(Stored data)
//! Registry module for Docker Registry HTTP API v2 authentication
//!
//! Challenge parsing, scope canonicalization, the `/v2/` capability probe and
//! the token relay. None of it holds state: every request rediscovers the
//! upstream realm.

pub mod auth;
pub mod challenge;
pub mod scope;
pub mod token;

pub use auth::{AuthProber, ProbeResult};
pub use challenge::AuthChallenge;
pub use token::TokenRelay;
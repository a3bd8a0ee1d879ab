//! The relay itself: routing, forwarding and response rewriting
//!
//! Registry-specific authentication lives in [`crate::registry`]; this module
//! owns the HTTP plumbing around it.

pub mod context;
pub mod forward;
pub mod rewrite;
pub mod routes;
pub mod server;
pub mod transport;

pub use context::{Endpoint, ProxyRequestContext};
pub use routes::{Route, RouteTable, UpstreamKind};
pub use server::{Relay, build_router};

> **Problem statement**
Wherever the string "context" appears in a line of the records above, copy that line.

> **Result for this task**
pub mod context;
pub use context::{Endpoint, ProxyRequestContext};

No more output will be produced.